**Task item:** Copy all lines containing the string "RecordingFileSystem" from the records below.

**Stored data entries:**

====

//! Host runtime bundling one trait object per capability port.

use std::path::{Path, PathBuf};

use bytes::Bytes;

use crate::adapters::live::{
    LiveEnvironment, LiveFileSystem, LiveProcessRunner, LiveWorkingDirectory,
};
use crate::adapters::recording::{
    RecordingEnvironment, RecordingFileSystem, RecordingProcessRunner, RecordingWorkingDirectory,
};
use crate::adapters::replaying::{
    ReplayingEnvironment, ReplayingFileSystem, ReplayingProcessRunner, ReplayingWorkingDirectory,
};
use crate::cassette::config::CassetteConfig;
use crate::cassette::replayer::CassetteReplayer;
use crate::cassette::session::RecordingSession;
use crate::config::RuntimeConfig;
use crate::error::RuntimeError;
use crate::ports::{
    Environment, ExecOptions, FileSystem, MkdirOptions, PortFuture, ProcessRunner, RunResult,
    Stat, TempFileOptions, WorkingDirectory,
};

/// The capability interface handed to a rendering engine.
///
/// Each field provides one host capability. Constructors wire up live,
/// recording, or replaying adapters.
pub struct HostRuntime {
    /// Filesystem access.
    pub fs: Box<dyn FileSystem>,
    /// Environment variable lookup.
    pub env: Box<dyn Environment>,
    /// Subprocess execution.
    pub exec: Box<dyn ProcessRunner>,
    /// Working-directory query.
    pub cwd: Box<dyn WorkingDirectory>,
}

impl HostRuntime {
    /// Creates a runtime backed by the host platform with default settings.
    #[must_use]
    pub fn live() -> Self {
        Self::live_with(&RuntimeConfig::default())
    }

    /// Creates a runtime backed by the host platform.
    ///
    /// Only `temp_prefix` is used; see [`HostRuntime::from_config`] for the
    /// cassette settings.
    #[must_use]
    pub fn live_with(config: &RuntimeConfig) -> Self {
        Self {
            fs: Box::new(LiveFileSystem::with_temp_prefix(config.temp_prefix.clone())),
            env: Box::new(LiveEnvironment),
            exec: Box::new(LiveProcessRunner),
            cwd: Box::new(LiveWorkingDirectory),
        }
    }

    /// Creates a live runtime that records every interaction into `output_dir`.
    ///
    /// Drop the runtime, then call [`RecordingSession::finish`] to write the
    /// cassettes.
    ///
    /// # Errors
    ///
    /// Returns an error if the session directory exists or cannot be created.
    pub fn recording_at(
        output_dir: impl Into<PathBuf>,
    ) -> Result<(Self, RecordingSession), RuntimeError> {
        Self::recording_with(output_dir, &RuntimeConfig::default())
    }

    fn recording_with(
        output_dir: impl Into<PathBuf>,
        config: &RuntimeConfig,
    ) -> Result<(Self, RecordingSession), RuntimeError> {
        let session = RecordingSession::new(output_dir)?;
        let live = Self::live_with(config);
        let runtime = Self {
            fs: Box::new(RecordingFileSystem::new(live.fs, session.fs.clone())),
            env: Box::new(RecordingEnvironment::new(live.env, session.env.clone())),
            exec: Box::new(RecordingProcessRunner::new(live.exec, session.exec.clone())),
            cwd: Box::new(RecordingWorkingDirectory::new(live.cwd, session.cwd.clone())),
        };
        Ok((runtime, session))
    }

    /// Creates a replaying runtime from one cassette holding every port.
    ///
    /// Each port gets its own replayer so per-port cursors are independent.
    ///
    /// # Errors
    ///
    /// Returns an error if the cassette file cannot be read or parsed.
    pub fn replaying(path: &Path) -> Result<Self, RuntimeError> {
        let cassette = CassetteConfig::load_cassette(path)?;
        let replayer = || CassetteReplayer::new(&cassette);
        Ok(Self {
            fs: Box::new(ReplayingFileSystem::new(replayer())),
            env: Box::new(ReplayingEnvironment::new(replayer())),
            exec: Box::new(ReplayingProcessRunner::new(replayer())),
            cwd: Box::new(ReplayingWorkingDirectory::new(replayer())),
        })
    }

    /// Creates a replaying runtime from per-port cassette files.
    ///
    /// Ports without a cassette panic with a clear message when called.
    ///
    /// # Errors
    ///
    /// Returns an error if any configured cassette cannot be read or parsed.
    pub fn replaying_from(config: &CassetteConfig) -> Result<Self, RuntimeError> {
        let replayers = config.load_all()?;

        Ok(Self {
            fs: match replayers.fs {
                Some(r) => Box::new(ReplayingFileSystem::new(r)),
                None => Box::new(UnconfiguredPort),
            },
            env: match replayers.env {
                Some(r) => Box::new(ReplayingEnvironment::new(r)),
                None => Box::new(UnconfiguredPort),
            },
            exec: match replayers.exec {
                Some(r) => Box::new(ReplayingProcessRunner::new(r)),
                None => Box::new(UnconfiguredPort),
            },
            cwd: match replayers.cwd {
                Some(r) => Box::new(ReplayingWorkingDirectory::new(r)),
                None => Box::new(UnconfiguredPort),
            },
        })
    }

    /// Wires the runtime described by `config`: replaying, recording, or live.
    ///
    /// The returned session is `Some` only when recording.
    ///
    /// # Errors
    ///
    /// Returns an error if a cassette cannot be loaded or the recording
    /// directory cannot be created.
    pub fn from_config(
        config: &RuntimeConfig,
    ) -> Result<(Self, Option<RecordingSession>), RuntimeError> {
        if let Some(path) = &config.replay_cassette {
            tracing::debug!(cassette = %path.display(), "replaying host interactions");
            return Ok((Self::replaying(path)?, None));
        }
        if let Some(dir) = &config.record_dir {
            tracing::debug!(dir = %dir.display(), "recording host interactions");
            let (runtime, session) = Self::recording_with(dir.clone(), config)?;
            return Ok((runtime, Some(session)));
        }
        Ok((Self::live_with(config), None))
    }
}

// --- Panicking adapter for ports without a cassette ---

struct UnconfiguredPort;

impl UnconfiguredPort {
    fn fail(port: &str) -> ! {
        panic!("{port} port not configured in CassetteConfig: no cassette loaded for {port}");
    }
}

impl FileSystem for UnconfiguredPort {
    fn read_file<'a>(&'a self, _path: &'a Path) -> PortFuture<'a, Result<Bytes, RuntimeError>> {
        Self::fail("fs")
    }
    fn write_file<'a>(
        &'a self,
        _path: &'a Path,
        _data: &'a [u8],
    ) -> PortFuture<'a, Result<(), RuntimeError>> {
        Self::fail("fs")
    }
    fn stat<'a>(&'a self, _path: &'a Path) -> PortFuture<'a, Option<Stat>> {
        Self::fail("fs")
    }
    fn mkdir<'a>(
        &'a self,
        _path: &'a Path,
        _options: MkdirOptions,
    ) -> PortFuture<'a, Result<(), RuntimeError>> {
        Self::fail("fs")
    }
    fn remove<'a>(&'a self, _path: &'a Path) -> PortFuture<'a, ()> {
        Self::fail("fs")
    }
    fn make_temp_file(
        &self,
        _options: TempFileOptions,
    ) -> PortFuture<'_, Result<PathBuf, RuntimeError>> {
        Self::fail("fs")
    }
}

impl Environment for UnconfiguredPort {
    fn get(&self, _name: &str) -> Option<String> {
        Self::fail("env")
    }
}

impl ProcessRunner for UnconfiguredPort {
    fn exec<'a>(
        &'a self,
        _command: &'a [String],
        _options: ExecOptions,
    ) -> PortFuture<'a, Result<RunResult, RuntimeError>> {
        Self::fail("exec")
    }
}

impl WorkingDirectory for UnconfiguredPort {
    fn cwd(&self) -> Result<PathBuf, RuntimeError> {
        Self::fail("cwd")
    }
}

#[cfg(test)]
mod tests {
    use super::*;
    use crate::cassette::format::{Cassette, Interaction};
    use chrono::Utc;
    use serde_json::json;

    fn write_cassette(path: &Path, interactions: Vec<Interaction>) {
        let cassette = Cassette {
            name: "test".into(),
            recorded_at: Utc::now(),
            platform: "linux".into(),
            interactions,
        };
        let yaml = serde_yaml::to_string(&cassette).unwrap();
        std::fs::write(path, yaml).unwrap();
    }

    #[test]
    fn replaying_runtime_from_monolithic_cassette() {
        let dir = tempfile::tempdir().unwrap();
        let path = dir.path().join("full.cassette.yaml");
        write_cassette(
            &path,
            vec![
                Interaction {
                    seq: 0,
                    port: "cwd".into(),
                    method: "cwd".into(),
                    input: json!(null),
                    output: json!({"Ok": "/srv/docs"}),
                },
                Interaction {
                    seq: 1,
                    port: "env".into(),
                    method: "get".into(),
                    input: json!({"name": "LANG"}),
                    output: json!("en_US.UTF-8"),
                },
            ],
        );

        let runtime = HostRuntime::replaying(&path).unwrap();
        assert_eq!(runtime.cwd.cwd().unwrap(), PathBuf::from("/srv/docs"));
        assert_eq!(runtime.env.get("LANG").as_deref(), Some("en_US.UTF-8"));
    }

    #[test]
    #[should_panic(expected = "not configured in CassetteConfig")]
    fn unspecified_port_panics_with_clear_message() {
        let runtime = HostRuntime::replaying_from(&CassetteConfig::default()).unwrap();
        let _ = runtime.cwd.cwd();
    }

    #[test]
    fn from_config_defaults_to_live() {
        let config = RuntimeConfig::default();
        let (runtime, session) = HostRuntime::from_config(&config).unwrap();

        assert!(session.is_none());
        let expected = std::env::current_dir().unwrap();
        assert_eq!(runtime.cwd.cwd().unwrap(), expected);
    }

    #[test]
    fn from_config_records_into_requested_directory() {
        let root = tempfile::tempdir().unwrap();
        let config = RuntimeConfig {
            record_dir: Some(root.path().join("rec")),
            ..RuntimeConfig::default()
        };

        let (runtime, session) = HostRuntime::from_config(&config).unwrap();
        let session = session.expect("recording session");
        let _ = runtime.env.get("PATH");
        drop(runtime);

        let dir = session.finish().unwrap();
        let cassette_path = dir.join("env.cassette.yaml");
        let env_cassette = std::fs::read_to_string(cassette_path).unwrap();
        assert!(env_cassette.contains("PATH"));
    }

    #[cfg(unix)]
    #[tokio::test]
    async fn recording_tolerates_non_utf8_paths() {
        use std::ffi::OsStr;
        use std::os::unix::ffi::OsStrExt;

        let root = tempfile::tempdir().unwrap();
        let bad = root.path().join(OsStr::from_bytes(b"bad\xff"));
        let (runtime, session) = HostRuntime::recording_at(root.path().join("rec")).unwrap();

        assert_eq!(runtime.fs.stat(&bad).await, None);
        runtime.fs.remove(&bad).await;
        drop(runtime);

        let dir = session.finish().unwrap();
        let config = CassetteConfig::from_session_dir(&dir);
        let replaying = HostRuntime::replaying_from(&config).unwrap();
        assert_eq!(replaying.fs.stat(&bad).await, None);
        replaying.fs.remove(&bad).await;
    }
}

====

**Expected answer:**
    RecordingEnvironment, RecordingFileSystem, RecordingProcessRunner, RecordingWorkingDirectory,
            fs: Box::new(RecordingFileSystem::new(live.fs, session.fs.clone())),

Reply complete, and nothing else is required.